Quanto al primo motivo, si contesta come errata in diritto la motivazione addotta dal Tribunale di sorveglianza nel rigettare l’istanza di affidamento in prova proposta dal condannato, in quanto basata esclusivamente sull’assenza di un’attività lavorativa lecita.
Quanto al secondo, si critica il giudice a quo per non aver valutato documentazione medica attestante la temporanea impossibilità, per l’interessato, di svolgere qualsivoglia attività lavorativa per motivi di salute.
Il Procuratore generale di questa Corte, nella sua requisitoria scritta, ha concluso per la declaratoria di inammissibilità del ricorso.
CONSIDERATO IN DIRITTO
Il ricorso va dichiarato inammissibile per le ragioni che seguono.
È agevole rilevare che, sebbene, nel frontespizio del ricorso, si individui quale ordinanza impugnata quella emessa in data 6 agosto 2024, con la quale il
Tribunale di sorveglianza di Torino ha, effettivamente, dichiarato l’inefficacia del provvedimento in data 7 maggio 2024, con il quale lo stesso Tribunale aveva concesso al condannato la misura della detenzione domiciliare, nel corpo dell’impugnazione si sviluppano censure avverso quest’ultimo provvedimento e non nei confronti di quello espressamente indicato come atto impugnato.
Preso atto di ciò, si delinea come inevitabile la conseguenza della totale irrilevanza – anche per l’evidente tardività – delle censure svolte in ordine alla motivazione dell’ordinanza reiettiva dell’istanza di affidamento e applicativa della detenzione domiciliare.
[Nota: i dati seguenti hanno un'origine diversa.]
//! Single-connection SQLite pool in WAL mode.
//!
//! The store assumes a single writer. Capping the pool at one connection
//! makes that hold inside the process: every query, including migration
//! scripts, runs on the same connection in submission order.

use std::path::Path;
use std::time::Duration;

use sqlx::sqlite::{SqliteConnectOptions, SqliteJournalMode, SqlitePool, SqlitePoolOptions};

#[derive(Clone)]
pub struct DatabasePool {
    pub pool: SqlitePool,
}

impl DatabasePool {
    /// Open (creating if missing) the database file at `path`.
    ///
    /// Uses WAL journal mode, foreign key enforcement and the given busy timeout.
    pub async fn open(path: &Path, busy_timeout: Duration) -> Result<Self, sqlx::Error> {
        let opts = SqliteConnectOptions::new()
            .filename(path)
            .journal_mode(SqliteJournalMode::Wal)
            .foreign_keys(true)
            .busy_timeout(busy_timeout)
            .create_if_missing(true);

        let pool = SqlitePoolOptions::new()
            .max_connections(1)
            .connect_with(opts)
            .await?;

        tracing::debug!(path = %path.display(), "opened database");
        Ok(Self { pool })
    }

    pub async fn close(&self) {
        self.pool.close().await;
    }
}
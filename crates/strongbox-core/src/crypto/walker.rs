//! Recursive field encryption over typed values.
//!
//! A type opts in by implementing [`FieldCrypto`] and listing its sensitive
//! text fields and nested composites to the [`FieldWalker`]. Fields it does
//! not list (timestamps, numbers, non-secret strings) are never touched, so
//! the set of secrets is fixed at compile time.
//!
//! Encrypting is idempotent: values already `Encrypted` are left alone.
//! Decrypting leaves `Plain` values alone, which keeps snapshots written
//! before field encryption existed importable.

use strongbox_types::crypto::CipherProfile;
use strongbox_types::error::{CipherError, SealError};
use strongbox_types::seal::{SealAction, SealedText};

use super::cipher::Sealer;

/// Implemented by every composite that carries sensitive fields.
pub trait FieldCrypto {
    /// Report each sensitive field and nested composite to the walker.
    fn visit_fields(&mut self, walker: &mut FieldWalker<'_>) -> Result<(), SealError>;
}

/// Visitor state for one walk.
pub struct FieldWalker<'a> {
    sealer: &'a Sealer,
    action: SealAction,
    path: Vec<String>,
    transformed: usize,
}

impl<'a> FieldWalker<'a> {
    fn new(sealer: &'a Sealer, action: SealAction) -> Self {
        Self {
            sealer,
            action,
            path: Vec::new(),
            transformed: 0,
        }
    }

    /// Transform a sensitive text field in place.
    pub fn sensitive(&mut self, name: &str, value: &mut SealedText) -> Result<(), SealError> {
        let path = self.child_path(name);
        if transform(self.sealer, self.action, &path, value)? {
            self.transformed += 1;
        }
        Ok(())
    }

    /// Transform an optional sensitive text field; `None` is skipped.
    pub fn sensitive_opt(
        &mut self,
        name: &str,
        value: &mut Option<SealedText>,
    ) -> Result<(), SealError> {
        match value {
            Some(inner) => self.sensitive(name, inner),
            None => Ok(()),
        }
    }

    /// Recurse into a nested composite.
    pub fn nested(&mut self, name: &str, value: &mut dyn FieldCrypto) -> Result<(), SealError> {
        self.path.push(name.to_string());
        let result = value.visit_fields(self);
        self.path.pop();
        result
    }

    fn child_path(&self, name: &str) -> String {
        if self.path.is_empty() {
            name.to_string()
        } else {
            format!("{}.{name}", self.path.join("."))
        }
    }
}

/// Encrypt or decrypt every sensitive field of `value`, recursively.
///
/// Returns how many fields changed. There is no partial-failure recovery: on
/// error some fields may already be transformed, so callers should discard
/// the value and start again from the source snapshot.
pub fn process(
    value: &mut dyn FieldCrypto,
    sealer: &Sealer,
    action: SealAction,
) -> Result<usize, SealError> {
    let mut walker = FieldWalker::new(sealer, action);
    value.visit_fields(&mut walker)?;
    tracing::debug!(?action, transformed = walker.transformed, "field crypto walk complete");
    Ok(walker.transformed)
}

/// Apply one action to one value. Returns whether the value changed.
pub(crate) fn transform(
    sealer: &Sealer,
    action: SealAction,
    path: &str,
    value: &mut SealedText,
) -> Result<bool, SealError> {
    let next = match (action, &*value) {
        (SealAction::Encrypt, SealedText::Plain(plaintext)) => {
            let sealed = sealer
                .seal(plaintext.as_bytes(), CipherProfile::Field)
                .map_err(|source| cipher_error(path, source))?;
            SealedText::Encrypted(sealed)
        }
        (SealAction::Decrypt, SealedText::Encrypted(ciphertext)) => {
            let bytes = sealer
                .open(ciphertext, CipherProfile::Field)
                .map_err(|source| cipher_error(path, source))?;
            let plaintext = String::from_utf8(bytes)
                .map_err(|_| cipher_error(path, CipherError::DecryptionFailed))?;
            SealedText::Plain(plaintext)
        }
        _ => return Ok(false),
    };
    *value = next;
    Ok(true)
}

fn cipher_error(path: &str, source: CipherError) -> SealError {
    SealError::Cipher {
        path: path.to_string(),
        source,
    }
}
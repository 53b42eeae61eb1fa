//! Configuration loader for Strongbox.
//!
//! Reads `config.toml` from the data directory and deserializes it into
//! [`StoreConfig`]. A missing or malformed file yields the defaults.

use std::path::Path;

use strongbox_types::config::StoreConfig;

pub const CONFIG_FILE: &str = "config.toml";

/// Load `{data_dir}/config.toml`, falling back to [`StoreConfig::default()`].
pub async fn load_config(data_dir: &Path) -> StoreConfig {
    let config_path = data_dir.join(CONFIG_FILE);

    let content = match tokio::fs::read_to_string(&config_path).await {
        Ok(content) => content,
        Err(err) if err.kind() == std::io::ErrorKind::NotFound => {
            tracing::debug!("No config.toml found at {}, using defaults", config_path.display());
            return StoreConfig::default();
        }
        Err(err) => {
            tracing::warn!("Failed to read {}: {err}, using defaults", config_path.display());
            return StoreConfig::default();
        }
    };

    match toml::from_str::<StoreConfig>(&content) {
        Ok(config) => config,
        Err(err) => {
            tracing::warn!(
                "Failed to parse {}: {err}, using defaults",
                config_path.display()
            );
            StoreConfig::default()
        }
    }
}
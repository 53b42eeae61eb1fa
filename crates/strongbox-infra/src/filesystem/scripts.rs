//! Load a module's migration scripts from a real directory.

use std::path::Path;

use strongbox_types::migration::{ScriptDir, ScriptFile};

/// Read `path` recursively into a [`ScriptDir`].
///
/// Only `*.sql` files are read; the engine decides which of those are
/// migrations. Symlinks are followed.
pub async fn load_script_dir(path: &Path) -> std::io::Result<ScriptDir> {
    let name = path
        .file_name()
        .map(|n| n.to_string_lossy().into_owned())
        .unwrap_or_default();
    read_tree(path, name).await
}

async fn read_tree(path: &Path, name: String) -> std::io::Result<ScriptDir> {
    let mut dir = ScriptDir::new(name);
    let mut entries = tokio::fs::read_dir(path).await?;

    while let Some(entry) = entries.next_entry().await? {
        let entry_path = entry.path();
        let entry_name = entry.file_name().to_string_lossy().into_owned();
        let metadata = tokio::fs::metadata(&entry_path).await?;

        if metadata.is_dir() {
            let child = Box::pin(read_tree(&entry_path, entry_name)).await?;
            dir.dirs.push(child);
        } else if metadata.is_file() && entry_name.ends_with(".sql") {
            let body = tokio::fs::read_to_string(&entry_path).await?;
            dir.files.push(ScriptFile {
                name: entry_name,
                body,
            });
        }
    }

    Ok(dir)
}
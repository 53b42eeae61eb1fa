//! SecretCipher trait for password-derived encryption.
//!
//! Defined in strongbox-core so services can encrypt without coupling to a
//! specific algorithm. The `PasswordCipher` adapter lives in strongbox-infra.

use std::sync::Arc;

use base64::Engine as _;
use base64::engine::general_purpose::STANDARD as B64;
use secrecy::{ExposeSecret, SecretString};
use strongbox_types::crypto::CipherProfile;
use strongbox_types::error::CipherError;

/// Abstraction over passphrase-based symmetric encryption.
///
/// The envelope returned by `encrypt` must be self-describing: `decrypt`
/// needs nothing beyond the passphrase and the expected profile.
pub trait SecretCipher: Send + Sync {
    fn encrypt(
        &self,
        passphrase: &str,
        plaintext: &[u8],
        profile: CipherProfile,
    ) -> Result<Vec<u8>, CipherError>;

    fn decrypt(
        &self,
        passphrase: &str,
        envelope: &[u8],
        profile: CipherProfile,
    ) -> Result<Vec<u8>, CipherError>;
}

/// A cipher bound to the process-wide passphrase.
///
/// Produces and consumes base64 text so envelopes can live in text columns
/// and JSON strings.
#[derive(Clone)]
pub struct Sealer {
    cipher: Arc<dyn SecretCipher>,
    passphrase: SecretString,
}

impl Sealer {
    pub fn new(cipher: Arc<dyn SecretCipher>, passphrase: SecretString) -> Self {
        Self { cipher, passphrase }
    }

    /// Encrypt and base64-encode.
    pub fn seal(&self, plaintext: &[u8], profile: CipherProfile) -> Result<String, CipherError> {
        let envelope = self
            .cipher
            .encrypt(self.passphrase.expose_secret(), plaintext, profile)?;
        Ok(B64.encode(envelope))
    }

    /// Base64-decode and decrypt.
    pub fn open(&self, encoded: &str, profile: CipherProfile) -> Result<Vec<u8>, CipherError> {
        let envelope = B64
            .decode(encoded.trim())
            .map_err(|_| CipherError::Encoding)?;
        self.cipher
            .decrypt(self.passphrase.expose_secret(), &envelope, profile)
    }
}

impl std::fmt::Debug for Sealer {
    fn fmt(&self, f: &mut std::fmt::Formatter<'_>) -> std::fmt::Result {
        f.debug_struct("Sealer").finish_non_exhaustive()
    }
}

#[cfg(test)]
mod tests {
    use super::*;
    use crate::testing::test_sealer;

    #[test]
    fn test_seal_open_roundtrip() {
        let sealer = test_sealer("correct horse");
        let sealed = sealer.seal(b"token-123", CipherProfile::Field).unwrap();
        assert_ne!(sealed, "token-123");
        let opened = sealer.open(&sealed, CipherProfile::Field).unwrap();
        assert_eq!(opened, b"token-123");
    }

    #[test]
    fn test_open_rejects_non_base64() {
        let sealer = test_sealer("correct horse");
        let err = sealer.open("{\"not\": \"base64\"}", CipherProfile::Field).unwrap_err();
        assert!(matches!(err, CipherError::Encoding));
        assert!(err.is_decryption_error());
    }

    #[test]
    fn test_open_with_other_passphrase_fails() {
        let sealed = test_sealer("one").seal(b"x", CipherProfile::CoreSecret).unwrap();
        let err = test_sealer("two")
            .open(&sealed, CipherProfile::CoreSecret)
            .unwrap_err();
        assert!(err.is_decryption_error());
    }
}
//! Observability setup for Strongbox.

pub mod tracing_setup;
//! CLI command definitions for the `sbx` binary.

pub mod legacy;
pub mod meta;
pub mod migrate;
pub mod snapshot;
pub mod status;

use std::path::PathBuf;

use clap::{Parser, Subcommand};
use clap_complete::Shell;

/// Versioned, encrypted-at-rest settings store.
#[derive(Parser)]
#[command(name = "sbx", version, about, long_about = None)]
#[command(propagate_version = true)]
pub struct Cli {
    /// Output machine-readable JSON instead of styled text.
    #[arg(long, global = true)]
    pub json: bool,

    /// Only log errors. Command output on stdout is unaffected.
    #[arg(short, long, global = true)]
    pub quiet: bool,

    /// Detailed output (-v for verbose, -vv for debug/trace).
    #[arg(short, long, action = clap::ArgAction::Count, global = true)]
    pub verbose: u8,

    /// Also export spans through OpenTelemetry (stdout exporter).
    #[arg(long, global = true)]
    pub otel: bool,

    /// Passphrase for encrypted values. Prompted for when needed and not given.
    #[arg(
        long,
        global = true,
        env = "STRONGBOX_PASSPHRASE",
        hide_env_values = true
    )]
    pub passphrase: Option<String>,

    #[command(subcommand)]
    pub command: Commands,
}

#[derive(Subcommand)]
pub enum Commands {
    /// Apply a module's pending migrations from a script directory.
    Migrate {
        /// Module name (namespaces the watermark).
        module: String,

        /// Directory containing `{number}.sql` scripts (searched recursively).
        dir: PathBuf,

        /// Fail instead of stopping when a script number is missing.
        #[arg(long)]
        reject_gaps: bool,
    },

    /// Show module watermarks and store information.
    Status,

    /// Read and write core metadata.
    Meta {
        #[command(subcommand)]
        action: meta::MetaCommand,
    },

    /// Import a settings snapshot exported by an older release.
    #[command(name = "import-legacy")]
    ImportLegacy {
        /// Path to the JSON snapshot.
        file: PathBuf,

        /// Import again even if a previous import completed.
        #[arg(long)]
        force: bool,
    },

    /// Encrypt or decrypt sensitive fields of a JSON snapshot file.
    Snapshot {
        #[command(subcommand)]
        action: snapshot::SnapshotCommand,
    },

    /// Generate shell completions.
    Completions {
        /// Shell to generate completions for.
        shell: Shell,
    },
}
//! Cipher profile and key-derivation parameter types.

use std::fmt;

use serde::{Deserialize, Serialize};

/// Key-derivation strength profile selected per encryption call.
///
/// `Field` is used by the legacy per-field walker; `CoreSecret` is the
/// stronger profile behind the encrypted core metadata accessors.
#[derive(Debug, Clone, Copy, PartialEq, Eq, Hash, Serialize, Deserialize)]
#[serde(rename_all = "snake_case")]
pub enum CipherProfile {
    Field,
    CoreSecret,
}

impl CipherProfile {
    /// Identifier byte written into the envelope header.
    pub fn id(self) -> u8 {
        match self {
            Self::Field => 1,
            Self::CoreSecret => 2,
        }
    }

    pub fn from_id(id: u8) -> Option<Self> {
        match id {
            1 => Some(Self::Field),
            2 => Some(Self::CoreSecret),
            _ => None,
        }
    }
}

impl fmt::Display for CipherProfile {
    fn fmt(&self, f: &mut fmt::Formatter<'_>) -> fmt::Result {
        match self {
            Self::Field => write!(f, "field"),
            Self::CoreSecret => write!(f, "core_secret"),
        }
    }
}

/// Argon2id parameters for one profile.
#[derive(Debug, Clone, Copy, PartialEq, Eq, Serialize, Deserialize)]
pub struct KdfParams {
    /// Memory cost in KiB.
    pub memory_kib: u32,
    pub iterations: u32,
    pub parallelism: u8,
}

impl KdfParams {
    /// OWASP baseline: 19 MiB, 2 passes, 1 lane.
    pub const FIELD_DEFAULT: Self = Self {
        memory_kib: 19_456,
        iterations: 2,
        parallelism: 1,
    };

    /// 64 MiB, 3 passes, 1 lane.
    pub const CORE_SECRET_DEFAULT: Self = Self {
        memory_kib: 65_536,
        iterations: 3,
        parallelism: 1,
    };
}

/// Parameters for both profiles, as configured in `config.toml`.
#[derive(Debug, Clone, Copy, PartialEq, Eq, Serialize, Deserialize)]
pub struct KdfTable {
    #[serde(default = "default_field")]
    pub field: KdfParams,
    #[serde(default = "default_core_secret")]
    pub core_secret: KdfParams,
}

fn default_field() -> KdfParams {
    KdfParams::FIELD_DEFAULT
}

fn default_core_secret() -> KdfParams {
    KdfParams::CORE_SECRET_DEFAULT
}

impl KdfTable {
    pub fn params(&self, profile: CipherProfile) -> KdfParams {
        match profile {
            CipherProfile::Field => self.field,
            CipherProfile::CoreSecret => self.core_secret,
        }
    }
}

impl Default for KdfTable {
    fn default() -> Self {
        Self {
            field: default_field(),
            core_secret: default_core_secret(),
        }
    }
}
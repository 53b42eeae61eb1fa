//! Migration target that runs script bodies on the store's connection.

use sqlx::Executor;
use strongbox_core::migration::MigrationTarget;
use strongbox_types::error::RepositoryError;
use strongbox_types::migration::MigrationScript;

use super::map_sqlx_error;
use super::pool::DatabasePool;

/// Executes each script as one multi-statement batch.
///
/// Scripts are wrapped in a transaction, so a failing statement rolls back
/// the whole script and it can be retried verbatim. Scripts that manage
/// their own transaction (or issue a `PRAGMA`, which SQLite ignores inside
/// one) run unwrapped and are responsible for their own atomicity.
pub struct SqliteMigrationTarget {
    pool: DatabasePool,
}

impl SqliteMigrationTarget {
    pub fn new(pool: DatabasePool) -> Self {
        Self { pool }
    }

    async fn execute_wrapped(&self, body: &str) -> Result<(), RepositoryError> {
        let mut tx = self.pool.pool.begin().await.map_err(map_sqlx_error)?;
        Executor::execute(&mut *tx, sqlx::raw_sql(body))
            .await
            .map_err(map_sqlx_error)?;
        tx.commit().await.map_err(map_sqlx_error)
    }

    async fn execute_unwrapped(&self, body: &str) -> Result<(), RepositoryError> {
        let mut conn = self.pool.pool.acquire().await.map_err(map_sqlx_error)?;
        let result = Executor::execute(&mut *conn, sqlx::raw_sql(body)).await;

        if let Err(err) = result {
            // A script that failed between its own BEGIN and COMMIT would
            // otherwise leave the shared connection inside a transaction.
            if let Err(rollback) = Executor::execute(&mut *conn, "ROLLBACK").await {
                tracing::trace!("no open transaction to roll back: {rollback}");
            }
            return Err(map_sqlx_error(err));
        }
        Ok(())
    }
}

impl MigrationTarget for SqliteMigrationTarget {
    async fn execute_script(&self, script: &MigrationScript) -> Result<(), RepositoryError> {
        let self_managed = manages_own_transaction(&script.body);
        if self_managed {
            self.execute_unwrapped(&script.body).await?;
        } else {
            self.execute_wrapped(&script.body).await?;
        }
        tracing::debug!(
            sequence = script.sequence,
            path = %script.path,
            self_managed,
            "executed migration script"
        );
        Ok(())
    }
}

/// Whether any statement of `body` controls transactions or sets a pragma.
///
/// Statements are split on `;` after dropping `--` line comments, which is
/// enough for the keywords checked here.
fn manages_own_transaction(body: &str) -> bool {
    let code: String = body
        .lines()
        .map(|line| line.split("--").next().unwrap_or_default())
        .collect::<Vec<_>>()
        .join("\n");

    code.split(';').any(|statement| {
        let keyword = statement
            .split_whitespace()
            .next()
            .unwrap_or_default()
            .to_ascii_uppercase();
        matches!(
            keyword.as_str(),
            "BEGIN" | "COMMIT" | "ROLLBACK" | "SAVEPOINT" | "RELEASE" | "PRAGMA"
        )
    })
}
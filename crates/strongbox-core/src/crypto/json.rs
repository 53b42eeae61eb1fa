//! Field encryption over untyped JSON snapshots.
//!
//! Used for snapshot files whose layout is only known at runtime. A
//! [`FieldSchema`] declares which object members are sensitive strings and
//! which are nested objects; everything else is left untouched. Sensitive
//! strings use the legacy `enc:` marker form on disk.

use std::collections::BTreeMap;

use serde_json::{Map, Value};
use strongbox_types::error::SealError;
use strongbox_types::seal::{SealAction, SealedText};

use super::cipher::Sealer;
use super::walker::transform;

#[derive(Debug, Clone, PartialEq, Eq)]
enum FieldKind {
    Sensitive,
    Nested(FieldSchema),
}

/// Declares the sensitive members of a JSON object, recursively.
#[derive(Debug, Clone, Default, PartialEq, Eq)]
pub struct FieldSchema {
    fields: BTreeMap<String, FieldKind>,
}

impl FieldSchema {
    pub fn new() -> Self {
        Self::default()
    }

    pub fn sensitive(mut self, name: impl Into<String>) -> Self {
        self.fields.insert(name.into(), FieldKind::Sensitive);
        self
    }

    pub fn nested(mut self, name: impl Into<String>, schema: FieldSchema) -> Self {
        self.fields.insert(name.into(), FieldKind::Nested(schema));
        self
    }

    /// Build a schema from dotted paths such as `chat.oauth_token`.
    ///
    /// Intermediate segments become nested objects, the last segment a
    /// sensitive field.
    pub fn from_paths<S: AsRef<str>>(paths: &[S]) -> Self {
        let mut schema = Self::new();
        for path in paths {
            let segments: Vec<&str> = path.as_ref().split('.').filter(|s| !s.is_empty()).collect();
            schema.insert_path(&segments);
        }
        schema
    }

    fn insert_path(&mut self, segments: &[&str]) {
        match segments {
            [] => {}
            [leaf] => {
                self.fields.insert(leaf.to_string(), FieldKind::Sensitive);
            }
            [head, rest @ ..] => {
                let entry = self
                    .fields
                    .entry(head.to_string())
                    .or_insert_with(|| FieldKind::Nested(FieldSchema::new()));
                if let FieldKind::Sensitive = entry {
                    *entry = FieldKind::Nested(FieldSchema::new());
                }
                if let FieldKind::Nested(child) = entry {
                    child.insert_path(rest);
                }
            }
        }
    }

    pub fn is_empty(&self) -> bool {
        self.fields.is_empty()
    }
}

/// Encrypt or decrypt the declared fields of a JSON object in place.
///
/// Fails with [`SealError::NotComposite`] when `value` (or a member declared
/// nested) is not an object, and with [`SealError::UnsupportedSensitiveField`]
/// when a member declared sensitive holds anything but a string. Absent and
/// null members are skipped.
pub fn process_json(
    value: &mut Value,
    schema: &FieldSchema,
    sealer: &Sealer,
    action: SealAction,
) -> Result<usize, SealError> {
    match value {
        Value::Object(map) => walk_object(map, schema, sealer, action, ""),
        other => Err(SealError::NotComposite {
            path: "$".to_string(),
            found: kind_of(other),
        }),
    }
}

fn walk_object(
    map: &mut Map<String, Value>,
    schema: &FieldSchema,
    sealer: &Sealer,
    action: SealAction,
    prefix: &str,
) -> Result<usize, SealError> {
    let mut transformed = 0;

    for (name, kind) in &schema.fields {
        let path = if prefix.is_empty() {
            name.clone()
        } else {
            format!("{prefix}.{name}")
        };

        let Some(member) = map.get_mut(name) else {
            continue;
        };

        match (kind, member) {
            (_, Value::Null) => {}
            (FieldKind::Sensitive, Value::String(raw)) => {
                let mut text = SealedText::from_legacy(raw);
                if transform(sealer, action, &path, &mut text)? {
                    *raw = text.to_legacy();
                    transformed += 1;
                }
            }
            (FieldKind::Sensitive, other) => {
                return Err(SealError::UnsupportedSensitiveField {
                    path,
                    found: kind_of(other),
                });
            }
            (FieldKind::Nested(child), Value::Object(inner)) => {
                transformed += walk_object(inner, child, sealer, action, &path)?;
            }
            (FieldKind::Nested(_), other) => {
                return Err(SealError::NotComposite {
                    path,
                    found: kind_of(other),
                });
            }
        }
    }

    Ok(transformed)
}

fn kind_of(value: &Value) -> &'static str {
    match value {
        Value::Null => "null",
        Value::Bool(_) => "a boolean",
        Value::Number(_) => "a number",
        Value::String(_) => "a string",
        Value::Array(_) => "an array",
        Value::Object(_) => "an object",
    }
}
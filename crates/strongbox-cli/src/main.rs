//! Strongbox CLI entry point.
//!
//! Binary name: `sbx`
//!
//! Parses CLI arguments, sets up tracing, opens the store and dispatches to
//! the command handlers.

mod cli;
mod state;

use clap::Parser;
use clap_complete::generate;
use strongbox_observe::tracing_setup::{filter_for_verbosity, init_tracing, shutdown_tracing};

use cli::{Cli, Commands};
use state::{AppState, Environment};

#[tokio::main]
async fn main() -> anyhow::Result<()> {
    let cli = Cli::parse();

    init_tracing(filter_for_verbosity(cli.verbose, cli.quiet), cli.otel)
        .map_err(|e| anyhow::anyhow!("failed to initialize tracing: {e}"))?;

    let result = run(cli).await;
    shutdown_tracing();
    result
}

async fn run(cli: Cli) -> anyhow::Result<()> {
    let env = Environment::load().await?;
    let passphrase = cli.passphrase.as_deref();

    match cli.command {
        // Shell completions don't need the store
        Commands::Completions { shell } => {
            let mut cmd = <Cli as clap::CommandFactory>::command();
            generate(shell, &mut cmd, "sbx", &mut std::io::stdout());
        }

        // Snapshot files are processed in memory; no database involved.
        Commands::Snapshot { action } => {
            cli::snapshot::handle_snapshot_command(action, &env, passphrase, cli.json).await?;
        }

        Commands::Migrate {
            module,
            dir,
            reject_gaps,
        } => {
            let state = AppState::init(env).await?;
            cli::migrate::migrate(&state, &module, &dir, reject_gaps, cli.json).await?;
            state.store.close().await;
        }

        Commands::Status => {
            let state = AppState::init(env).await?;
            cli::status::status(&state, cli.json).await?;
            state.store.close().await;
        }

        Commands::Meta { action } => {
            let mut state = AppState::init(env).await?;
            if action.needs_passphrase() {
                state = state.unlock(passphrase)?;
            }
            cli::meta::handle_meta_command(action, &state, cli.json).await?;
            state.store.close().await;
        }

        Commands::ImportLegacy { file, force } => {
            let state = AppState::init(env).await?.unlock(passphrase)?;
            cli::legacy::import_legacy(&state, &file, force, cli.json).await?;
            state.store.close().await;
        }
    }

    Ok(())
}
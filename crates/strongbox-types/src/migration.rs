//! Migration script and report types.
//!
//! Modules hand the migration engine a [`ScriptDir`]: a virtual directory tree
//! whose `{number}.sql` leaves are the module's migrations. The tree is either
//! embedded in the binary or loaded from disk; the engine never cares which.

use serde::{Deserialize, Serialize};

/// A leaf of the virtual script tree.
#[derive(Debug, Clone, PartialEq, Eq)]
pub struct ScriptFile {
    pub name: String,
    pub body: String,
}

/// A directory of the virtual script tree.
#[derive(Debug, Clone, Default, PartialEq, Eq)]
pub struct ScriptDir {
    pub name: String,
    pub files: Vec<ScriptFile>,
    pub dirs: Vec<ScriptDir>,
}

impl ScriptDir {
    pub fn new(name: impl Into<String>) -> Self {
        Self {
            name: name.into(),
            files: Vec::new(),
            dirs: Vec::new(),
        }
    }

    /// Add a file (builder style).
    pub fn file(mut self, name: impl Into<String>, body: impl Into<String>) -> Self {
        self.files.push(ScriptFile {
            name: name.into(),
            body: body.into(),
        });
        self
    }

    /// Add a subdirectory (builder style).
    pub fn dir(mut self, dir: ScriptDir) -> Self {
        self.dirs.push(dir);
        self
    }

    pub fn is_empty(&self) -> bool {
        self.files.is_empty() && self.dirs.iter().all(ScriptDir::is_empty)
    }
}

/// A discovered migration, keyed by its sequence number.
#[derive(Debug, Clone, PartialEq, Eq)]
pub struct MigrationScript {
    pub sequence: u64,
    /// Slash-separated path relative to the tree root, e.g. `"v2/3.sql"`.
    pub path: String,
    pub body: String,
}

/// What to do when a module's scripts skip a number.
#[derive(Debug, Clone, Copy, Default, PartialEq, Eq, Serialize, Deserialize)]
#[serde(rename_all = "snake_case")]
pub enum GapPolicy {
    /// Apply up to the gap and stop, logging a warning about stranded scripts.
    #[default]
    Stop,
    /// Refuse to run anything while a gap exists.
    Reject,
}

/// Outcome of one `migrate` call for a module.
#[derive(Debug, Clone, PartialEq, Eq, Serialize, Deserialize)]
pub struct MigrationReport {
    pub module: String,
    pub starting_watermark: u64,
    pub watermark: u64,
    /// Sequences executed by this call, in order.
    pub applied: Vec<u64>,
    /// Discovered sequences unreachable because of a gap.
    pub stranded: Vec<u64>,
}

impl MigrationReport {
    pub fn is_noop(&self) -> bool {
        self.applied.is_empty()
    }
}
D’altro canto, avverso il provvedimento esplicitamente impugnato, emesso, si ripete, dal Tribunale di sorveglianza di Torino il 6 agosto 2024, nessuna specifica deduzione viene articolata.
Da tanto discende la declaratoria di inammissibilità del ricorso, con la conseguente condanna del ricorrente al pagamento delle spese processuali e, non esulando profili di colpa (Corte Cost. n. 186 del 2000), al versamento di una somma ulteriore in favore della Cassa delle ammende, che si stima equo fissare in euro tremila.
P.Q.M.
Dichiara inammissibile il ricorso e condanna il ricorrente al pagamento delle spese processuali e della somma di euro tremila in favore della Cassa delle ammende.